Expo Development Build

npx expo install expo-audio expo-dev-client
npx expo prebuild
npx expo run:ios

For Android:

npx expo run:android

After the development build is installed, keep using that app with:

npx expo start --dev-client

Bare React Native

For playback with speak(), install a player:

npm install react-native-sound
cd ios && pod install && cd ..

Web

React Native Web builds resolve the package's browser entrypoint. The web runtime uses onnxruntime-web, Cache API storage for downloaded model files, and the same JavaScript CE phonemizer.

import {
  KittenTTS,
  createBrowserAudioPlayer,
} from '@kittentts/react-native';

const tts = await KittenTTS.create({
  player: createBrowserAudioPlayer(),
});

await tts.speak('Hello from KittenTTS on web.');
await tts.dispose();

The browser path also supports generate(), wordTimings, wavData(), and wavBase64(). Pass ortWasmPath if your app needs to self-host ONNX Runtime WASM assets instead of using the SDK defaults.

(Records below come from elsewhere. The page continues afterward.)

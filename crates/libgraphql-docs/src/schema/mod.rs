mod docs_schema;
mod schema_builder;
mod schema_service;
mod schema_slot;

pub use docs_schema::DirectiveAllowList;
pub use docs_schema::DocsSchema;
pub use schema_builder::DocsSchemaBuilder;
pub use schema_builder::SchemaBuildError;
pub use schema_service::SchemaService;
pub use schema_service::SchemaServiceError;
pub use schema_slot::SchemaSlot;
use crate::ast::cst;
use apollo_parser::cst::CstNode;
use indexmap::IndexMap;
use serde::Deserialize;
use serde::Serialize;
use std::fmt;
use std::fmt::Write;
use thiserror::Error;

/// A float literal together with the text it was written as.
///
/// Documentation shows floats exactly as they appear in the schema (`1.0`
/// stays `1.0`, `2e3` stays `2e3`), while default-value encoding works with
/// the numeric value.
#[derive(Clone, Debug, Deserialize, PartialEq, Serialize)]
pub struct FloatLiteral {
    text: String,
    value: f64,
}
impl FloatLiteral {
    pub fn parse(text: impl Into<String>) -> Result<Self, LiteralConversionError> {
        let text = text.into();
        match text.parse::<f64>() {
            Ok(value) => Ok(Self { text, value }),
            Err(_) => Err(LiteralConversionError::MalformedLiteral(text)),
        }
    }

    pub fn text(&self) -> &str {
        self.text.as_str()
    }

    pub fn value(&self) -> f64 {
        self.value
    }
}
impl From<f64> for FloatLiteral {
    fn from(value: f64) -> Self {
        Self {
            text: value.to_string(),
            value,
        }
    }
}

/// A constant GraphQL value passed as an argument to a directive.
///
/// [`ValueLiteral::Object`] uses an [`IndexMap`] so that fields keep the order
/// in which they were written.
#[derive(Clone, Debug, Deserialize, PartialEq, Serialize)]
pub enum ValueLiteral {
    Int(i64),
    Float(FloatLiteral),
    String(String),
    Boolean(bool),
    Enum(String),
    Null,
    List(Vec<ValueLiteral>),
    Object(IndexMap<String, ValueLiteral>),
}
impl ValueLiteral {
    pub fn as_str(&self) -> Option<&str> {
        if let Self::String(str) = self {
            Some(str.as_str())
        } else {
            None
        }
    }

    /// Converts a value read from a parsed document into a [`ValueLiteral`].
    ///
    /// Directive arguments displayed in documentation are always constant,
    /// so a variable reference anywhere inside `cst_value` is rejected.
    pub fn from_cst(
        cst_value: &cst::Value,
    ) -> Result<Self, LiteralConversionError> {
        let malformed = || LiteralConversionError::MalformedLiteral(
            cst_value.source_string(),
        );

        Ok(match cst_value {
            cst::Value::Variable(var) =>
                return Err(LiteralConversionError::VariableReference(
                    var.name().map(|name| name.text().to_string())
                        .unwrap_or_default(),
                )),

            cst::Value::IntValue(value) => {
                let token = value.int_token().ok_or_else(malformed)?;
                ValueLiteral::Int(token.text().parse::<i64>().map_err(
                    |_| LiteralConversionError::IntOutOfRange(token.text().to_string()),
                )?)
            },

            cst::Value::FloatValue(value) => {
                let token = value.float_token().ok_or_else(malformed)?;
                ValueLiteral::Float(FloatLiteral::parse(token.text())?)
            },

            cst::Value::StringValue(value) =>
                ValueLiteral::String(String::from(value)),

            cst::Value::BooleanValue(value) =>
                ValueLiteral::Boolean(value.true_token().is_some()),

            cst::Value::NullValue(_) =>
                ValueLiteral::Null,

            cst::Value::EnumValue(value) =>
                ValueLiteral::Enum(
                    value.name().ok_or_else(malformed)?.text().to_string(),
                ),

            cst::Value::ListValue(list) =>
                ValueLiteral::List(list.values()
                    .map(|value| ValueLiteral::from_cst(&value))
                    .collect::<Result<_, _>>()?),

            cst::Value::ObjectValue(object) =>
                ValueLiteral::Object(object.object_fields()
                    .map(|field| {
                        let name = field.name().ok_or_else(malformed)?;
                        let value = field.value().ok_or_else(malformed)?;
                        Ok::<_, LiteralConversionError>((
                            name.text().to_string(),
                            ValueLiteral::from_cst(&value)?,
                        ))
                    })
                    .collect::<Result<_, _>>()?),
        })
    }

    /// The JSON value a schema reports for this literal when it is used as an
    /// argument's default value.
    ///
    /// Enum values become JSON strings. Floats with no fractional part are
    /// encoded as JSON integers, and non-finite floats as `null`, matching
    /// how a JavaScript host would stringify them.
    pub fn to_json(&self) -> serde_json::Value {
        use serde_json::Value as Json;
        match self {
            Self::Int(value) => Json::from(*value),
            Self::Float(float) => {
                let value = float.value();
                if value.fract() == 0.0
                    && value.abs() < i64::MAX as f64 {
                    Json::from(value as i64)
                } else {
                    serde_json::Number::from_f64(value)
                        .map(Json::Number)
                        .unwrap_or(Json::Null)
                }
            },
            Self::String(value) | Self::Enum(value) => Json::from(value.as_str()),
            Self::Boolean(value) => Json::from(*value),
            Self::Null => Json::Null,
            Self::List(values) => Json::Array(
                values.iter().map(ValueLiteral::to_json).collect(),
            ),
            Self::Object(fields) => Json::Object(
                fields.iter()
                    .map(|(name, value)| (name.clone(), value.to_json()))
                    .collect(),
            ),
        }
    }
}

/// Writes the literal the way directive tags display it.
///
/// Strings and enum values are wrapped in double quotes without any
/// escaping, so `"a "quoted" word"` is written as-is. Floats are written
/// with the text they were parsed from.
impl fmt::Display for ValueLiteral {
    fn fmt(&self, f: &mut fmt::Formatter<'_>) -> fmt::Result {
        match self {
            Self::Int(value) => fmt::Display::fmt(value, f),
            Self::Float(float) => f.write_str(float.text()),
            Self::Boolean(value) => fmt::Display::fmt(value, f),
            Self::String(value) | Self::Enum(value) => {
                f.write_char('"')?;
                f.write_str(value)?;
                f.write_char('"')
            },
            Self::Null => f.write_str("null"),
            Self::List(values) => {
                let mut values = values.iter().peekable();
                f.write_char('[')?;
                while let Some(value) = values.next() {
                    fmt::Display::fmt(value, f)?;
                    if values.peek().is_some() {
                        f.write_str(", ")?;
                    }
                }
                f.write_char(']')
            },
            Self::Object(fields) => {
                let mut fields = fields.iter().peekable();
                f.write_char('{')?;
                while let Some((name, value)) = fields.next() {
                    write!(f, "{name}: {value}")?;
                    if fields.peek().is_some() {
                        f.write_str(", ")?;
                    }
                }
                f.write_char('}')
            },
        }
    }
}

/// Serializes an explicitly supplied argument value into its tag text.
pub fn serialize_literal(value: &ValueLiteral) -> String {
    value.to_string()
}

#[derive(Clone, Debug, Error, PartialEq)]
pub enum LiteralConversionError {
    #[error("Integer literal `{0}` does not fit in 64 bits")]
    IntOutOfRange(String),

    #[error("Malformed literal `{0}`")]
    MalformedLiteral(String),

    #[error("Variable `${0}` is not allowed where a constant value is required")]
    VariableReference(String),
}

By default, browser builds load the pinned ONNX Runtime Web script and WASM assets from jsDelivr. That keeps the SDK simple to drop into React Native Web, but production apps that require tighter supply-chain control or CDN outage isolation should self-host those files and set ortWasmPath to that directory.

Generate Audio

Use generate() when you want audio data back without playing it immediately.

import { KittenTTS } from '@kittentts/react-native';

const tts = await KittenTTS.create(undefined, (progress, info) => {
  if (info?.stage === 'cached') {
    console.log('model is already cached');
    return;
  }

  console.log(`setup ${Math.round(progress * 100)}%`);
});

const result = await tts.generate('Hello from KittenTTS on React Native.');

console.log(result.duration);
console.log(result.wordTimings);
console.log(result.wavBase64());

await tts.dispose();

result.wavBase64() returns a complete WAV file encoded as base64. You can save it, upload it, or hand it to your own audio pipeline.

Speak Through Expo Audio

import * as ExpoAudio from 'expo-audio';
import { KittenTTS, createExpoAudioPlayer } from '@kittentts/react-native';

const tts = await KittenTTS.create({
  player: createExpoAudioPlayer(ExpoAudio),
});

await tts.speak('This plays through expo-audio.');
await tts.dispose();

Speak Through React Native Sound

import Sound from 'react-native-sound';
import { KittenTTS, createRNSoundPlayer } from '@kittentts/react-native';

const tts = await KittenTTS.create({
  player: createRNSoundPlayer(Sound),
});

await tts.speak('This plays through react-native-sound.');
await tts.dispose();

What Happens On First Run

The first KittenTTS.create() downloads the selected model, voices.npz, and phonemizer files. Later calls reuse the device cache. On web, the cache is stored through the browser Cache API when available and falls back to memory storage.

Default model cache:

<DocumentDirectory>/KittenTTS/<model>/

Default phonemizer cache:

<DocumentDirectory>/KittenTTS/CEPhonemizer/

To avoid a first-run download, see bundled offline assets.